MATERIAL FOR THIS TASK:
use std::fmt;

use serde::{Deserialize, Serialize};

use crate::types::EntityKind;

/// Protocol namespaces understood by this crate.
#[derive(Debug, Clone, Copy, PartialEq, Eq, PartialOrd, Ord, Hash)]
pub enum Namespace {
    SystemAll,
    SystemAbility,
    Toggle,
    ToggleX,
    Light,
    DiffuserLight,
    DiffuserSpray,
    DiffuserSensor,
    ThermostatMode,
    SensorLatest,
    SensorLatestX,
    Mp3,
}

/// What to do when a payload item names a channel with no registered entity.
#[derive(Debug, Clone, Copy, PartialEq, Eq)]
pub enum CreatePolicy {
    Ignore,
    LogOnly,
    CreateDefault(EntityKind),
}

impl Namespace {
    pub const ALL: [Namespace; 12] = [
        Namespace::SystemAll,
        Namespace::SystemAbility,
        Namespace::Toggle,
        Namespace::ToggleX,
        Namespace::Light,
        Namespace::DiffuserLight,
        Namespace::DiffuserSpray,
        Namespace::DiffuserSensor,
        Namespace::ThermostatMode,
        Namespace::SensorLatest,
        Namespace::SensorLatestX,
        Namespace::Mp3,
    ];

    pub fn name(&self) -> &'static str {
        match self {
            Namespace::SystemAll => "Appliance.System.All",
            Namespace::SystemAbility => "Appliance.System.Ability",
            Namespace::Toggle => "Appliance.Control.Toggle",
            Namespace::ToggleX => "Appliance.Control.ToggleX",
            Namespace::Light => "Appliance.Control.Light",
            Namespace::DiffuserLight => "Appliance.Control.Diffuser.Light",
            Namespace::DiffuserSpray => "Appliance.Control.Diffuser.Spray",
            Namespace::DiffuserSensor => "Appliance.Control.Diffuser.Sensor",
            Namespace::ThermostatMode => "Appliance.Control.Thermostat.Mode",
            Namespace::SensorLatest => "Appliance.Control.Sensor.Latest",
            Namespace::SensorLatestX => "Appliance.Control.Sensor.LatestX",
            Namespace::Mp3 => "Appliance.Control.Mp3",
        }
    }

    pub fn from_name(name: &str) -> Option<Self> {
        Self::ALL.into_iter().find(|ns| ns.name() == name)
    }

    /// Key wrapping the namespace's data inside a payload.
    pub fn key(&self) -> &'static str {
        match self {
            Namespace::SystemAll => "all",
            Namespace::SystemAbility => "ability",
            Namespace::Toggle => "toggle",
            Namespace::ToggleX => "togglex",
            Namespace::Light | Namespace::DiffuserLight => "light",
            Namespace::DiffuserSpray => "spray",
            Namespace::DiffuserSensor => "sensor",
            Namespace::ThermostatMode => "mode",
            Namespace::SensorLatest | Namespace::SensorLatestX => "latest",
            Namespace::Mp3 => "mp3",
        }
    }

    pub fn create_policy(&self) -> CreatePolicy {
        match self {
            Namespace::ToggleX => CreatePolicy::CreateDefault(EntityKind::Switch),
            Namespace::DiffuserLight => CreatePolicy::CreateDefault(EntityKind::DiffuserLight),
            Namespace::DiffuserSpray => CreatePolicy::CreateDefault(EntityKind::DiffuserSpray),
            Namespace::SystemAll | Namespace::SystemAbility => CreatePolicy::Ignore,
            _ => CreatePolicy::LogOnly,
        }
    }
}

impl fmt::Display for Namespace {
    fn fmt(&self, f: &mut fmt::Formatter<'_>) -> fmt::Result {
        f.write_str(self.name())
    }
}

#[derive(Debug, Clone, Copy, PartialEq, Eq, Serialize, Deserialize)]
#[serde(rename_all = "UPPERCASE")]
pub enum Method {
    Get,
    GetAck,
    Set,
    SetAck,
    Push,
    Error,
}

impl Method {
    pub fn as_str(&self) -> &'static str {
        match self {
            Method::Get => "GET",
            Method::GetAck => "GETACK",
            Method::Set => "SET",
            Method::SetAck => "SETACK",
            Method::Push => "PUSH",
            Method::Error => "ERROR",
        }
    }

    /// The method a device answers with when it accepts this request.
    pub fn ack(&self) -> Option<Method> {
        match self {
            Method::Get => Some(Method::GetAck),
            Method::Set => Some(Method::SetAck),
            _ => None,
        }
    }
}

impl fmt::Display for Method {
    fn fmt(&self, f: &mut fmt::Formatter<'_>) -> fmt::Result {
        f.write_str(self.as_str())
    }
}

DESCRIPTION OF THE TASK: Set out the records again, exactly as they appear above.

ANSWER FOR THIS EXERCISE:
use std::fmt;

use serde::{Deserialize, Serialize};

use crate::types::EntityKind;

/// Protocol namespaces understood by this crate.
#[derive(Debug, Clone, Copy, PartialEq, Eq, PartialOrd, Ord, Hash)]
pub enum Namespace {
    SystemAll,
    SystemAbility,
    Toggle,
    ToggleX,
    Light,
    DiffuserLight,
    DiffuserSpray,
    DiffuserSensor,
    ThermostatMode,
    SensorLatest,
    SensorLatestX,
    Mp3,
}

/// What to do when a payload item names a channel with no registered entity.
#[derive(Debug, Clone, Copy, PartialEq, Eq)]
pub enum CreatePolicy {
    Ignore,
    LogOnly,
    CreateDefault(EntityKind),
}

impl Namespace {
    pub const ALL: [Namespace; 12] = [
        Namespace::SystemAll,
        Namespace::SystemAbility,
        Namespace::Toggle,
        Namespace::ToggleX,
        Namespace::Light,
        Namespace::DiffuserLight,
        Namespace::DiffuserSpray,
        Namespace::DiffuserSensor,
        Namespace::ThermostatMode,
        Namespace::SensorLatest,
        Namespace::SensorLatestX,
        Namespace::Mp3,
    ];

    pub fn name(&self) -> &'static str {
        match self {
            Namespace::SystemAll => "Appliance.System.All",
            Namespace::SystemAbility => "Appliance.System.Ability",
            Namespace::Toggle => "Appliance.Control.Toggle",
            Namespace::ToggleX => "Appliance.Control.ToggleX",
            Namespace::Light => "Appliance.Control.Light",
            Namespace::DiffuserLight => "Appliance.Control.Diffuser.Light",
            Namespace::DiffuserSpray => "Appliance.Control.Diffuser.Spray",
            Namespace::DiffuserSensor => "Appliance.Control.Diffuser.Sensor",
            Namespace::ThermostatMode => "Appliance.Control.Thermostat.Mode",
            Namespace::SensorLatest => "Appliance.Control.Sensor.Latest",
            Namespace::SensorLatestX => "Appliance.Control.Sensor.LatestX",
            Namespace::Mp3 => "Appliance.Control.Mp3",
        }
    }

    pub fn from_name(name: &str) -> Option<Self> {
        Self::ALL.into_iter().find(|ns| ns.name() == name)
    }

    /// Key wrapping the namespace's data inside a payload.
    pub fn key(&self) -> &'static str {
        match self {
            Namespace::SystemAll => "all",
            Namespace::SystemAbility => "ability",
            Namespace::Toggle => "toggle",
            Namespace::ToggleX => "togglex",
            Namespace::Light | Namespace::DiffuserLight => "light",
            Namespace::DiffuserSpray => "spray",
            Namespace::DiffuserSensor => "sensor",
            Namespace::ThermostatMode => "mode",
            Namespace::SensorLatest | Namespace::SensorLatestX => "latest",
            Namespace::Mp3 => "mp3",
        }
    }

    pub fn create_policy(&self) -> CreatePolicy {
        match self {
            Namespace::ToggleX => CreatePolicy::CreateDefault(EntityKind::Switch),
            Namespace::DiffuserLight => CreatePolicy::CreateDefault(EntityKind::DiffuserLight),
            Namespace::DiffuserSpray => CreatePolicy::CreateDefault(EntityKind::DiffuserSpray),
            Namespace::SystemAll | Namespace::SystemAbility => CreatePolicy::Ignore,
            _ => CreatePolicy::LogOnly,
        }
    }
}

impl fmt::Display for Namespace {
    fn fmt(&self, f: &mut fmt::Formatter<'_>) -> fmt::Result {
        f.write_str(self.name())
    }
}

#[derive(Debug, Clone, Copy, PartialEq, Eq, Serialize, Deserialize)]
#[serde(rename_all = "UPPERCASE")]
pub enum Method {
    Get,
    GetAck,
    Set,
    SetAck,
    Push,
    Error,
}

impl Method {
    pub fn as_str(&self) -> &'static str {
        match self {
            Method::Get => "GET",
            Method::GetAck => "GETACK",
            Method::Set => "SET",
            Method::SetAck => "SETACK",
            Method::Push => "PUSH",
            Method::Error => "ERROR",
        }
    }

    /// The method a device answers with when it accepts this request.
    pub fn ack(&self) -> Option<Method> {
        match self {
            Method::Get => Some(Method::GetAck),
            Method::Set => Some(Method::SetAck),
            _ => None,
        }
    }
}

impl fmt::Display for Method {
    fn fmt(&self, f: &mut fmt::Formatter<'_>) -> fmt::Result {
        f.write_str(self.as_str())
    }
}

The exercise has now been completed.